There’s been a spate of stories recently about “middle class” drinking, which stem from a report produced by Liverpool John Moores University. The
BBC’s coverage is reasonably typical.
I’ve not been able to find the report itself. It appears from the way it's been reported that it considers the geographical distribution of two classes of drinkers: (i) “hazardous drinkers”, being men who drink 22-50 units a week and women who drink between 15-35 units a week and (ii) “harmful drinkers”, being men who drink more than 50 units a week and women who drink more than 35 units a week.

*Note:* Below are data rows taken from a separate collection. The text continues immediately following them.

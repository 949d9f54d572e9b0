use std::collections::BTreeSet;

use milo_connector::PathTranslation;
use milo_path::parse_access_path;
use proptest::prelude::*;

fn keys() -> impl Strategy<Value = BTreeSet<String>> {
    proptest::collection::btree_set("[a-z]{1,6}", 1..8)
}

proptest! {
    #[test]
    fn inverted_table_maps_targets_back(keys in keys(), depth in 1usize..3) {
        let stars = "*".repeat(depth);
        let mut entries: Vec<(String, String)> = keys
            .iter()
            .map(|k| (format!(".src.{k}"), format!(".dst.{k}_t")))
            .collect();
        entries.push((format!(".wild{stars}"), format!(".mirror{stars}")));
        let table = PathTranslation::parse(entries.clone()).unwrap();
        let back = table.invert().unwrap();

        prop_assert_eq!(&back.invert().unwrap(), &table);
        for (source, target) in &entries {
            if source.contains('*') {
                continue;
            }
            let source = parse_access_path(source).unwrap();
            let target = parse_access_path(target).unwrap();
            prop_assert_eq!(table.translate(&source), Some(target.clone()));
            prop_assert_eq!(back.translate(&target), Some(source));
        }
    }

    #[test]
    fn wildcard_rule_round_trips_captured_steps(key in "[a-z]{1,6}", index in 0usize..20) {
        let table = PathTranslation::parse([(".list**", ".items**")]).unwrap();
        let back = table.invert().unwrap();
        let path = parse_access_path(&format!(".list[{index}].{key}")).unwrap();
        let moved = table.translate(&path).unwrap();
        prop_assert_eq!(back.translate(&moved), Some(path));
    }
}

The conclusion appears to be that whereas harmful drinking is associated with poorer areas, hazardous drinking is associated with more prosperous areas, although I’ve not seen anything like an analysis of the correlation between income and drinking habits. The list of top ten hazardous drinking hotspots falls a long way short of being Where’s Where of middle-class prosperity. It seems likely that the class based aspects of this story have been spun out of all proportion to the original report, but in any case, that isn’t what I want to focus on.
What I want to focus on is the tendentious nature of those labels. What does “hazardous” mean, any way? How does hazardous differ from harmful? The obvious way of reading the labels is that people who drink at a “hazardous” level are at risk, whereas those who drink at a “harmful” level are definitely harming themselves.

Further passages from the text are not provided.